Your scrubs take a beating. Between 12-hour shifts, clinical contamination, high-temperature washing and daily wear, a set of scrubs that isn't properly cared for will fade, shrink and fall apart within months. A set that is properly cared for will last two to three years of daily clinical use — saving you hundreds of dollars in replacement costs and keeping your uniform looking professional throughout.

We've been supplying Australian healthcare workers with Dickies, Cherokee and Wink scrubs since 2001. This guide covers everything — wash temperatures, detergent choices, drying methods, stain removal and what actually happens to scrubs in hospital laundry cycles. The advice is brand-specific where it matters, because Dickies EDS, Cherokee Infinity and Wink W123 are made from different fabrics and have different care requirements.

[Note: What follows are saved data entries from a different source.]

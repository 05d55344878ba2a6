pub mod cleaned;
pub(crate) mod lenient;
pub mod observation;
pub mod province;
pub mod station;
pub mod observations;

pub use observations::*;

What temperature should you wash scrubs?

Scrubs used in clinical environments should be washed at a minimum of 60°C to meet infection control standards. At 60°C, most bacteria, viruses and fungi are effectively inactivated — this is the temperature recommended by the Therapeutic Goods Administration (TGA) and referenced in Australian Standard AS/NZS 4146 for healthcare linen processing. If your facility requires you to launder your own scrubs rather than using an institutional service, 60°C is the minimum standard to work to.

However, not all scrub fabrics handle 60°C equally well. The key variable is fabric composition:

Wash temperature by fabric type:

Polyester-dominant blends (Cherokee Infinity 95% poly, Wink Boundless 97% poly, Wink W123 100% microfibre polyester, Dickies Balance 78% poly) — wash at 40–60°C. High polyester content holds colour and shape well at elevated temperatures and resists the disinfectant chemicals used in clinical laundering. 60°C is safe for all of these fabrics and recommended for clinical infection control.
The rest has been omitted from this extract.